**Assignment:** Filter the records below and copy every line containing the word "identifier".
------ Source data ------
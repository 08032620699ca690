use clap::{ArgAction, Parser, Subcommand, ValueEnum};
use std::path::PathBuf;

use crate::core::record::Severity;

#[derive(Copy, Clone, Debug, Default, ValueEnum)]
pub enum SeverityArg {
    #[default]
    Info,
    #[value(alias = "warning")]
    Warn,
    Error,
    Assert,
}

impl From<SeverityArg> for Severity {
    fn from(s: SeverityArg) -> Self {
        match s {
            SeverityArg::Info => Severity::Info,
            SeverityArg::Warn => Severity::Warning,
            SeverityArg::Error => Severity::Error,
            SeverityArg::Assert => Severity::Assert,
        }
    }
}

#[derive(Debug, Parser)]
#[command(
    name = "cutedebug",
    about = "cutedebug settings: choose whose debug messages you see",
    version,
    propagate_version = true,
    disable_help_subcommand = true
)]
pub struct CuteDebugCli {
    /// Global: path to config (TOML); default: <config dir>/cutedebug/config.toml
    #[arg(long = "config", value_name = "FILE", global = true)]
    pub config: Option<PathBuf>,

    #[command(subcommand)]
    pub cmd: Option<Command>,
}

#[derive(Debug, Subcommand)]
pub enum Command {
    /// Print the identity messages are filtered against
    Whoami,

    /// Store a new identity
    ///
    /// Examples:
    ///   cutedebug set alice
    Set {
        #[arg(value_name = "NAME")]
        name: String,
    },

    /// Forget the stored identity (falls back to the account name)
    Clear,

    /// Show stored identity, account default and where it is kept
    Status {
        #[arg(long = "json", action = ArgAction::SetTrue)]
        json: bool,
    },

    /// Ask for an identity when none is configured
    Init,

    /// Send one message through the filter
    ///
    /// Examples:
    ///   cutedebug log --author alice "player spawned"
    ///   cutedebug log --severity warn --context Door "stuck"
    Log {
        #[arg(long = "author", value_name = "NAME")]
        author: Option<String>,
        #[arg(long = "severity", value_enum, default_value_t = SeverityArg::Info)]
        severity: SeverityArg,
        /// Name of the object the message refers to
        #[arg(long = "context", value_name = "OBJECT")]
        context: Option<String>,
        #[arg(value_name = "MESSAGE", required = true, num_args = 1..)]
        message: Vec<String>,
    },
}
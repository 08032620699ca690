use anyhow::Result;

use crate::core::facade::Facade;
use crate::core::record::{Named, SceneObject, Severity};

/// Route one message through the facade the same way library call sites do.
pub fn main(
    facade: &Facade,
    author: Option<&str>,
    severity: Severity,
    context: Option<&str>,
    message: &[String],
) -> Result<()> {
    let text = message.join(" ");
    let named = context.map(Named::new);
    let ctx = named.as_ref().map(|n| n as &dyn SceneObject);
    match severity {
        Severity::Info => facade.info(&text, ctx, author),
        Severity::Warning => facade.warn(&text, ctx, author),
        Severity::Error => facade.error(&text, ctx, author),
        // From the command line an assertion is always a failed one.
        Severity::Assert => facade.assert_log(false, &text, ctx, author),
    }
    Ok(())
}
use std::io::{self, BufRead, Write};
use std::path::Path;

use anyhow::{bail, Result};
use colored::Colorize;

use crate::core::identity::IdentityStore;

fn shown(s: &str) -> String {
    if s.is_empty() { "(empty)".to_string() } else { s.to_string() }
}

/// Snapshot of what the settings surface shows.
#[derive(Clone, Debug, PartialEq, Eq)]
pub struct Status {
    pub identity: String,
    pub stored: Option<String>,
    pub account: String,
    pub prefs: String,
    pub diagnostics: bool,
}

impl Status {
    pub fn collect(ids: &IdentityStore, prefs: &Path) -> Self {
        Self {
            identity: ids.get_identity(),
            stored: ids.stored_identity(),
            account: ids.default_identity(),
            prefs: prefs.display().to_string(),
            diagnostics: crate::ENABLED,
        }
    }

    pub fn render(&self) -> String {
        format!(
            "identity:    {}\nstored:      {}\naccount:     {}\nprefs:       {}\ndiagnostics: {}",
            shown(&self.identity),
            self.stored.as_deref().map(shown).unwrap_or_else(|| "(not set)".to_string()),
            shown(&self.account),
            self.prefs,
            if self.diagnostics { "enabled" } else { "disabled" },
        )
    }

    pub fn to_json(&self) -> serde_json::Value {
        serde_json::json!({
            "identity": self.identity,
            "stored": self.stored,
            "account": self.account,
            "prefs": self.prefs,
            "diagnostics": self.diagnostics,
        })
    }
}

pub fn whoami(ids: &IdentityStore) -> Result<()> {
    println!("{}", ids.get_identity());
    Ok(())
}

pub fn set(ids: &IdentityStore, name: &str) -> Result<()> {
    ids.set_identity(name);
    // The store swallows write errors, so confirm by reading back.
    if ids.stored_identity().as_deref() != Some(name) {
        bail!("identity could not be saved (set CUTEDEBUG_TRACE=1 for details)");
    }
    println!("identity set to {}", name.bold());
    Ok(())
}

pub fn clear(ids: &IdentityStore) -> Result<()> {
    ids.clear_identity();
    println!("identity cleared; using {}", shown(&ids.get_identity()));
    Ok(())
}

pub fn status(ids: &IdentityStore, prefs: &Path, json: bool) -> Result<()> {
    let st = Status::collect(ids, prefs);
    if json {
        println!("{}", serde_json::to_string_pretty(&st.to_json())?);
        return Ok(());
    }
    println!("{}", st.render());
    if ids.needs_setup() {
        eprintln!("{}", "no identity configured; run `cutedebug set <NAME>` or `cutedebug init`".yellow());
    }
    Ok(())
}

pub fn init(ids: &IdentityStore) -> Result<()> {
    init_from(ids, io::stdin().lock())
}

pub fn init_from(ids: &IdentityStore, mut input: impl BufRead) -> Result<()> {
    if !ids.needs_setup() {
        println!("identity already configured: {}", ids.get_identity().bold());
        return Ok(());
    }
    print!("Username: ");
    io::stdout().flush()?;
    let mut line = String::new();
    input.read_line(&mut line)?;
    let name = line.trim();
    if name.is_empty() {
        bail!("no identity entered");
    }
    set(ids, name)
}
//! Credentials and runtime options for Workers AI conversion.
//!
//! Both types are immutable once built and live as long as the client that
//! owns them. Every conversion knob lives in [`ConvertOptions`], built via its
//! [`ConvertOptionsBuilder`], so callers set only what they care about and
//! rely on documented defaults for the rest.

use crate::error::Swift2MdError;
use std::fmt;
use std::time::Duration;

/// Environment variable holding the Cloudflare account identifier.
pub const ACCOUNT_ID_ENV: &str = "CLOUDFLARE_ACCOUNT_ID";

/// Environment variable holding the Workers AI API token.
pub const API_TOKEN_ENV: &str = "CLOUDFLARE_API_TOKEN";

/// Production API root; the account-scoped path is appended to it.
pub const DEFAULT_API_BASE_URL: &str = "https://api.cloudflare.com/client/v4";

/// Upper bound applied to [`ConvertOptions::max_retry_count`].
pub const MAX_RETRY_COUNT: u32 = 10;

/// Cloudflare account credentials required for Workers AI requests.
#[derive(Clone, PartialEq, Eq)]
pub struct Credentials {
    /// Account identifier used in the endpoint path.
    pub account_id: String,
    /// API token with permission to call Workers AI.
    pub api_token: String,
}

impl Credentials {
    pub fn new(account_id: impl Into<String>, api_token: impl Into<String>) -> Self {
        Self {
            account_id: account_id.into(),
            api_token: api_token.into(),
        }
    }

    /// Read credentials from `CLOUDFLARE_ACCOUNT_ID` / `CLOUDFLARE_API_TOKEN`.
    ///
    /// Values are trimmed; an empty value counts as missing.
    pub fn from_env() -> Result<Self, Swift2MdError> {
        let account_id = non_empty_env(ACCOUNT_ID_ENV).ok_or_else(|| {
            Swift2MdError::InvalidConfig(format!("{ACCOUNT_ID_ENV} is not set"))
        })?;
        let api_token = non_empty_env(API_TOKEN_ENV).ok_or_else(|| {
            Swift2MdError::InvalidConfig(format!("{API_TOKEN_ENV} is not set"))
        })?;
        Ok(Self::new(account_id, api_token))
    }

    /// Value of the `Authorization` header.
    pub(crate) fn bearer(&self) -> String {
        format!("Bearer {}", self.api_token)
    }
}

fn non_empty_env(key: &str) -> Option<String> {
    std::env::var(key)
        .ok()
        .map(|v| v.trim().to_string())
        .filter(|v| !v.is_empty())
}

impl fmt::Debug for Credentials {
    fn fmt(&self, f: &mut fmt::Formatter<'_>) -> fmt::Result {
        f.debug_struct("Credentials")
            .field("account_id", &self.account_id)
            .field("api_token", &"<redacted>")
            .finish()
    }
}

/// Runtime options for a converter.
///
/// # Example
/// ```rust
/// use std::time::Duration;
/// use swift2md::ConvertOptions;
///
/// let options = ConvertOptions::builder()
///     .timeout(Duration::from_secs(30))
///     .max_retry_count(3)
///     .retry_base_delay(Duration::from_millis(250))
///     .build()
///     .unwrap();
/// assert_eq!(options.max_retry_count, 3);
/// ```
#[derive(Debug, Clone, PartialEq, Eq)]
pub struct ConvertOptions {
    /// Timeout applied to every API request and resource download. Default: 60 s.
    pub timeout: Duration,

    /// Retries allowed after the first attempt on a transient failure. Default: 2.
    ///
    /// Only rate limiting (429), server errors (5xx) and transient transport
    /// faults consume this budget. Clamped to [`MAX_RETRY_COUNT`].
    pub max_retry_count: u32,

    /// Base delay of the exponential backoff. Default: 500 ms.
    ///
    /// Retry `n` (0-indexed) waits `retry_base_delay * 2^n`. Zero disables the
    /// wait entirely.
    pub retry_base_delay: Duration,

    /// API root URL. Default: [`DEFAULT_API_BASE_URL`].
    pub api_base_url: String,

    /// `User-Agent` sent with every request.
    pub user_agent: String,
}

impl Default for ConvertOptions {
    fn default() -> Self {
        Self {
            timeout: Duration::from_secs(60),
            max_retry_count: 2,
            retry_base_delay: Duration::from_millis(500),
            api_base_url: DEFAULT_API_BASE_URL.to_string(),
            user_agent: concat!("swift2md/", env!("CARGO_PKG_VERSION")).to_string(),
        }
    }
}

impl ConvertOptions {
    /// Create a new builder for `ConvertOptions`.
    pub fn builder() -> ConvertOptionsBuilder {
        ConvertOptionsBuilder {
            options: Self::default(),
        }
    }
}

/// Builder for [`ConvertOptions`].
#[derive(Debug)]
pub struct ConvertOptionsBuilder {
    options: ConvertOptions,
}

impl ConvertOptionsBuilder {
    pub fn timeout(mut self, timeout: Duration) -> Self {
        self.options.timeout = timeout;
        self
    }

    pub fn max_retry_count(mut self, n: u32) -> Self {
        self.options.max_retry_count = n.min(MAX_RETRY_COUNT);
        self
    }

    pub fn retry_base_delay(mut self, delay: Duration) -> Self {
        self.options.retry_base_delay = delay;
        self
    }

    pub fn api_base_url(mut self, url: impl Into<String>) -> Self {
        self.options.api_base_url = url.into().trim_end_matches('/').to_string();
        self
    }

    pub fn user_agent(mut self, ua: impl Into<String>) -> Self {
        self.options.user_agent = ua.into();
        self
    }

    /// Build the options, validating constraints.
    pub fn build(self) -> Result<ConvertOptions, Swift2MdError> {
        let o = &self.options;
        if o.timeout.is_zero() {
            return Err(Swift2MdError::InvalidConfig(
                "Timeout must be greater than zero".into(),
            ));
        }
        if o.api_base_url.is_empty() {
            return Err(Swift2MdError::InvalidConfig(
                "API base URL must not be empty".into(),
            ));
        }
        Ok(self.options)
    }
}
------
**Solved exercise:**
/// Environment variable holding the Cloudflare account identifier.
    /// Account identifier used in the endpoint path.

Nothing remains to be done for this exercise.